**** Dataset excerpts ****
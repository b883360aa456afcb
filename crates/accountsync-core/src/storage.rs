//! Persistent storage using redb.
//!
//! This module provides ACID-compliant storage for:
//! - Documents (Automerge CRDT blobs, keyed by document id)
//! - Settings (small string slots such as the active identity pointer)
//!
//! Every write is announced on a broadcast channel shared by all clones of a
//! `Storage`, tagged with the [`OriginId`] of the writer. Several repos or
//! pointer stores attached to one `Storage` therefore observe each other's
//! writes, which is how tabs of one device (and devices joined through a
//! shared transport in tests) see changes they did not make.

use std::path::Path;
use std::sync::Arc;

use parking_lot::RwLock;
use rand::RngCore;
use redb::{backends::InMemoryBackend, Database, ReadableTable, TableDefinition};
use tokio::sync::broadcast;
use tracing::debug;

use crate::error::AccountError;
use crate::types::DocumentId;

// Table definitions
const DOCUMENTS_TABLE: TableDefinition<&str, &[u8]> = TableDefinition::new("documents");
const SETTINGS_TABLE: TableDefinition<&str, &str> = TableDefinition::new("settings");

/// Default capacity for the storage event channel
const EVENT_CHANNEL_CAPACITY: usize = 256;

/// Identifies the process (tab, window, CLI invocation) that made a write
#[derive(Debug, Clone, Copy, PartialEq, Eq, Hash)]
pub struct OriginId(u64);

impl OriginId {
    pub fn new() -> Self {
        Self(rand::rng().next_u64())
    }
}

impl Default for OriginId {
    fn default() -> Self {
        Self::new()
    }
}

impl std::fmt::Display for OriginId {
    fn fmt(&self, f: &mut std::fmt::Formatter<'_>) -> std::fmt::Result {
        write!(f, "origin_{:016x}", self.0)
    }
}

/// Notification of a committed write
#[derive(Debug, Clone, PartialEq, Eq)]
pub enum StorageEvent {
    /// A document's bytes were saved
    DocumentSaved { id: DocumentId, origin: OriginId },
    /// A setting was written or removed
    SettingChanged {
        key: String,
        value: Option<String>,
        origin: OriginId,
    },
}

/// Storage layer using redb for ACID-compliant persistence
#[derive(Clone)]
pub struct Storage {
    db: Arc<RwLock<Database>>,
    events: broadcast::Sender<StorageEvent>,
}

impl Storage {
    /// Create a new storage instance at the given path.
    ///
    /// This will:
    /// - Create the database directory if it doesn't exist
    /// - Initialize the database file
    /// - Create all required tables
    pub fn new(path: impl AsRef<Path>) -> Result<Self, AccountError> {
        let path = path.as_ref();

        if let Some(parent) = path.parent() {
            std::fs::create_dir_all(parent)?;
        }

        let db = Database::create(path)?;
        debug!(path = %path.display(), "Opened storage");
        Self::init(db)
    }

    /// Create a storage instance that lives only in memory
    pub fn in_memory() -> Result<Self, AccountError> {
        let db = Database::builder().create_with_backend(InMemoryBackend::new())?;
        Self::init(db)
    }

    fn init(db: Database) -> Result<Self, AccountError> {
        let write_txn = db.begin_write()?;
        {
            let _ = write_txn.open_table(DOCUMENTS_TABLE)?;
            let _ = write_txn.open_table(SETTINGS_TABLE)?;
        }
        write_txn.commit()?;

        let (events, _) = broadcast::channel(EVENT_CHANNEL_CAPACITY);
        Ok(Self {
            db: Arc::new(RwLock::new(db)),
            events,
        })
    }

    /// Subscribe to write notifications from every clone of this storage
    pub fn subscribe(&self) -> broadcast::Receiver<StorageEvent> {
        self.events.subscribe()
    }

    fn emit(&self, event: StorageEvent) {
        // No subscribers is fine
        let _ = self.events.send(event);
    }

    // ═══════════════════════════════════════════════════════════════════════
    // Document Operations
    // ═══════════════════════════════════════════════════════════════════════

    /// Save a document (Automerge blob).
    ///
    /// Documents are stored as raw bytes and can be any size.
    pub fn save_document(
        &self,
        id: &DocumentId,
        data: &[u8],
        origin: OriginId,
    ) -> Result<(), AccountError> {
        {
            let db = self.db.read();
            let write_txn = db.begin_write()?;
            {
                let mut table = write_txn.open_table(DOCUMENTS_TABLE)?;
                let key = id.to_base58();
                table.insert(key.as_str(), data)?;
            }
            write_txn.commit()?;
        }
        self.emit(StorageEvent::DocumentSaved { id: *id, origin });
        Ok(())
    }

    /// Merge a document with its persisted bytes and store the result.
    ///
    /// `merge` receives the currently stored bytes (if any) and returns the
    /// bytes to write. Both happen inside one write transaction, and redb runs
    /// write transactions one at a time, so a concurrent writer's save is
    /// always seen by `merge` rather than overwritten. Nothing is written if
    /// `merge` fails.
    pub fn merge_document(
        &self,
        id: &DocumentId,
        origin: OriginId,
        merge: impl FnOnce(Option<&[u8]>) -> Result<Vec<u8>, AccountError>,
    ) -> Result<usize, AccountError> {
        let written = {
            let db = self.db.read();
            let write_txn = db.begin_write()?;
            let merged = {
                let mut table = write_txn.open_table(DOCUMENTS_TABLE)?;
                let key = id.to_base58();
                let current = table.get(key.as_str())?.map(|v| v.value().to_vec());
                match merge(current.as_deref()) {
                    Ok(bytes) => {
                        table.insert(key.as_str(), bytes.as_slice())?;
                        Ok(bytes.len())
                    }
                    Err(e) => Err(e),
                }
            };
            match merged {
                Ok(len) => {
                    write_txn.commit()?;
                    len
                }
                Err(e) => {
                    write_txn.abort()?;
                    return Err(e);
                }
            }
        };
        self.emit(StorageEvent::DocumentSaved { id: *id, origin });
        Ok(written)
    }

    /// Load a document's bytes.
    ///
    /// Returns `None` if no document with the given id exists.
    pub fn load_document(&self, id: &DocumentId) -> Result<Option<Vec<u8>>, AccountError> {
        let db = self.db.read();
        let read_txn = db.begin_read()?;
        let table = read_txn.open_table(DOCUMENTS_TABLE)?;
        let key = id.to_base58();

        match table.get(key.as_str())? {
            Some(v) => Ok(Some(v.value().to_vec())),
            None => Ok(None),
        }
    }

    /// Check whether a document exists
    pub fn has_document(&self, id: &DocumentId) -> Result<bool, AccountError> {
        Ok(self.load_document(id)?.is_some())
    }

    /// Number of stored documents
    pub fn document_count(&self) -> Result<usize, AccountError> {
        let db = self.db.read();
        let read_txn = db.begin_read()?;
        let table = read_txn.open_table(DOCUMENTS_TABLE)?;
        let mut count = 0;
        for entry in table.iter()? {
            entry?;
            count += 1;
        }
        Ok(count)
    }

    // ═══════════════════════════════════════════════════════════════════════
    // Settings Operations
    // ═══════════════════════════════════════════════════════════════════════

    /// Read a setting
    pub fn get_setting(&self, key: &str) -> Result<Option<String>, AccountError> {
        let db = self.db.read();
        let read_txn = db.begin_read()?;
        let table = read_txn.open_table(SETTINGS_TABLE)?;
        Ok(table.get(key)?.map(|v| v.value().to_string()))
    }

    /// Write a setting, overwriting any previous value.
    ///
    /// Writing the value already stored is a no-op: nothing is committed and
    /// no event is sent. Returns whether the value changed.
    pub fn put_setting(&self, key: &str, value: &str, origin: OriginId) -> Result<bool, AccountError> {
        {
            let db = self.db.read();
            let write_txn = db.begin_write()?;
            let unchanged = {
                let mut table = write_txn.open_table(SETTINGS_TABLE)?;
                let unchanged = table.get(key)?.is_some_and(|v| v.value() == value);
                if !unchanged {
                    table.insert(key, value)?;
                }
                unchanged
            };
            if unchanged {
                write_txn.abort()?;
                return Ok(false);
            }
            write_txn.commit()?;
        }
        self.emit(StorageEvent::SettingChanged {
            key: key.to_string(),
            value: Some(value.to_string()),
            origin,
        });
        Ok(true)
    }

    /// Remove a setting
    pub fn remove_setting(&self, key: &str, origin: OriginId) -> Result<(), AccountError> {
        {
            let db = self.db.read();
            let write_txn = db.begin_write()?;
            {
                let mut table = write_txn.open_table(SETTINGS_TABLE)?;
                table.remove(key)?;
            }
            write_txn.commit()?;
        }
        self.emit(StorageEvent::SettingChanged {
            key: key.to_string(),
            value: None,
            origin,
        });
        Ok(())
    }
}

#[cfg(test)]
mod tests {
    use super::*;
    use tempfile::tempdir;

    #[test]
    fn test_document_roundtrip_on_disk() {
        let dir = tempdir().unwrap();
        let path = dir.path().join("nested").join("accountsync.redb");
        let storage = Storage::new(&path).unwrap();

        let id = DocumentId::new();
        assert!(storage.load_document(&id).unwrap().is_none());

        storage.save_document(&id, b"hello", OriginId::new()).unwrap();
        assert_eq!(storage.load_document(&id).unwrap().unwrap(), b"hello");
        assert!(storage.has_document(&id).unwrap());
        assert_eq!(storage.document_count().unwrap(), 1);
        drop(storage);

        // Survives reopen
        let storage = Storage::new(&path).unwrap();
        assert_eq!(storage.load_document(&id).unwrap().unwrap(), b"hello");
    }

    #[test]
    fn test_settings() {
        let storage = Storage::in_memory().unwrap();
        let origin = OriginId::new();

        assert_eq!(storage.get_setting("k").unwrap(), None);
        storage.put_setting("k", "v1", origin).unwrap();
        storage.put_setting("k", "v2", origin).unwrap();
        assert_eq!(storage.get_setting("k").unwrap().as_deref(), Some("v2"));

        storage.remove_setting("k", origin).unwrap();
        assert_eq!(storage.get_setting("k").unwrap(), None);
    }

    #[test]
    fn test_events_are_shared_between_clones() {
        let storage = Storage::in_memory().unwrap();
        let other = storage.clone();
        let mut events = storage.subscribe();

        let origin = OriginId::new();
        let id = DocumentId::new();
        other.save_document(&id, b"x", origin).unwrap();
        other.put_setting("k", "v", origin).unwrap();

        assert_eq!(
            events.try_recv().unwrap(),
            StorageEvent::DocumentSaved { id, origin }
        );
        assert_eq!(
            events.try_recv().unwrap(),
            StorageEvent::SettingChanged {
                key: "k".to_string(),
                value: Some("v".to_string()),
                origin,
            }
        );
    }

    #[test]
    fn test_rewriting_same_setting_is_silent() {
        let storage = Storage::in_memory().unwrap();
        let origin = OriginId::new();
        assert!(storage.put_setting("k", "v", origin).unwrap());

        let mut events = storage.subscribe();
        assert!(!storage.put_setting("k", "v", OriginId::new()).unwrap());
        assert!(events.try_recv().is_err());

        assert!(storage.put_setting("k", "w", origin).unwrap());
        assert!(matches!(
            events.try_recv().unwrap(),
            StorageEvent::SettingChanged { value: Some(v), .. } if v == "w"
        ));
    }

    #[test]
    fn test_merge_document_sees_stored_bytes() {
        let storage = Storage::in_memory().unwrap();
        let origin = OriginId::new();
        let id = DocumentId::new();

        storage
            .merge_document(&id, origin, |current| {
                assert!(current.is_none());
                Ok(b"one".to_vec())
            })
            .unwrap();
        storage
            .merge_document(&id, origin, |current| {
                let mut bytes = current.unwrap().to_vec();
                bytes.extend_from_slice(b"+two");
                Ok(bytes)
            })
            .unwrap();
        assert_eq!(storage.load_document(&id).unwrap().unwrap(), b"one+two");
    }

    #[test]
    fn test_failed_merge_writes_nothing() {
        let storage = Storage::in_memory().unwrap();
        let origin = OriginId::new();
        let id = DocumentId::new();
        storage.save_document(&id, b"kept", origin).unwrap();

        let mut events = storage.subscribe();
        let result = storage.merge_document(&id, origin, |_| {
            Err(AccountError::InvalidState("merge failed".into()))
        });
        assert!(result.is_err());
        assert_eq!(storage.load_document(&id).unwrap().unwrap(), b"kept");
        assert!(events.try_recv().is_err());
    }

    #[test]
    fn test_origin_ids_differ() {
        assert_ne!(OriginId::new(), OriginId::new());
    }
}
****
Task to carry out: Pull together all lines from the data that mention the word "redb".

Response to this exercise:
//! Persistent storage using redb.
use redb::{backends::InMemoryBackend, Database, ReadableTable, TableDefinition};
/// Storage layer using redb for ACID-compliant persistence
    /// bytes to write. Both happen inside one write transaction, and redb runs
        let path = dir.path().join("nested").join("accountsync.redb");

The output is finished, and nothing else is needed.